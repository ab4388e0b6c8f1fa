use anyhow::bail;
use serde::Serialize;
use std::path::PathBuf;
use swiftplan_platform::{BuildEnvironment, Configuration, Triple};

use crate::core::plan::Destination;
use crate::util::errors::PlanResult;

/// Everything the engine needs to know about one build destination:
/// where outputs go, what configuration and triple are in effect, and the
/// knobs that shape compile and link command lines.
#[derive(Clone, Debug)]
pub struct BuildParameters {
    pub data_path: PathBuf,
    pub configuration: Configuration,
    pub triple: Triple,
    pub destination: Destination,
    /// Parallel compiler jobs, emitted as `-j<N>`.
    pub workers: u32,
    pub flags: Flags,
    pub index_store_mode: IndexStoreMode,
    pub debugging: DebuggingParameters,
    pub driver: DriverParameters,
    pub linking: LinkingParameters,
    pub sanitizers: Vec<Sanitizer>,
}

/// Extra pass-through options supplied by the user, applied after all
/// engine-chosen flags.
#[derive(Clone, Debug, Default)]
pub struct Flags {
    pub cc: Vec<String>,
    pub cxx: Vec<String>,
    pub swift: Vec<String>,
    pub linker: Vec<String>,
}

#[derive(Clone, Copy, Debug, Default, Eq, PartialEq)]
pub enum IndexStoreMode {
    #[default]
    Auto,
    On,
    Off,
}

impl IndexStoreMode {
    pub fn is_enabled(&self) -> bool {
        !matches!(self, IndexStoreMode::Off)
    }
}

#[derive(Clone, Debug, Default)]
pub struct DebuggingParameters {
    /// Tri-state frame-pointer policy: `None` keeps the platform default
    /// (Linux keeps frame pointers).
    pub omit_frame_pointers: Option<bool>,
}

#[derive(Clone, Debug, Default)]
pub struct DriverParameters {
    pub explicit_module_build: bool,
    /// Allow renaming `main` so that several entry points can coexist in
    /// one test runner process.
    pub can_rename_entrypoint_function_name: bool,
}

#[derive(Clone, Debug)]
pub struct LinkingParameters {
    pub dead_strip: bool,
    pub lto: Option<LtoMode>,
    pub disable_local_rpath: bool,
    pub link_static_swift_stdlib: bool,
}

impl Default for LinkingParameters {
    fn default() -> LinkingParameters {
        LinkingParameters {
            dead_strip: true,
            lto: None,
            disable_local_rpath: false,
            link_static_swift_stdlib: false,
        }
    }
}

#[derive(Clone, Copy, Debug, Eq, PartialEq, Serialize)]
#[serde(rename_all = "lowercase")]
pub enum LtoMode {
    Full,
    Thin,
}

impl LtoMode {
    pub fn swift_flag(&self) -> &'static str {
        match self {
            LtoMode::Full => "-lto=llvm-full",
            LtoMode::Thin => "-lto=llvm-thin",
        }
    }
}

#[derive(Clone, Copy, Debug, Eq, PartialEq, Serialize)]
#[serde(rename_all = "lowercase")]
pub enum Sanitizer {
    Address,
    Thread,
    Undefined,
    Scudo,
}

impl Sanitizer {
    pub fn name(&self) -> &'static str {
        match self {
            Sanitizer::Address => "address",
            Sanitizer::Thread => "thread",
            Sanitizer::Undefined => "undefined",
            Sanitizer::Scudo => "scudo",
        }
    }
}

impl BuildParameters {
    pub fn new(
        data_path: impl Into<PathBuf>,
        configuration: Configuration,
        triple: Triple,
        destination: Destination,
    ) -> BuildParameters {
        BuildParameters {
            data_path: data_path.into(),
            configuration,
            triple,
            destination,
            workers: 1,
            flags: Flags::default(),
            index_store_mode: IndexStoreMode::default(),
            debugging: DebuggingParameters::default(),
            driver: DriverParameters::default(),
            linking: LinkingParameters::default(),
            sanitizers: Vec::new(),
        }
    }

    pub fn validate(&self) -> PlanResult<()> {
        if self.workers == 0 {
            bail!("workers must be at least 1");
        }
        Ok(())
    }

    /// The environment dependency conditions are evaluated against for
    /// this destination.
    pub fn build_environment(&self) -> BuildEnvironment {
        match self.triple.platform() {
            Some(platform) => BuildEnvironment::new(platform, self.configuration),
            None => BuildEnvironment::bare(self.configuration),
        }
    }

    pub fn is_debug(&self) -> bool {
        self.configuration == Configuration::Debug
    }

    /// Whether frame pointers are kept for this build. Linux keeps them
    /// unless explicitly overridden; elsewhere the toolchain default
    /// stands unless overridden.
    pub fn keeps_frame_pointers(&self) -> Option<bool> {
        match self.debugging.omit_frame_pointers {
            Some(omit) => Some(!omit),
            None if self.triple.is_linux() => Some(true),
            None => None,
        }
    }
}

════════

> DIRECTIONS FOR THIS TASK
Determine the number of lines in the data above that contain the word "LtoMode", and provide only that figure.

> ANSWER TO THIS PROBLEM
5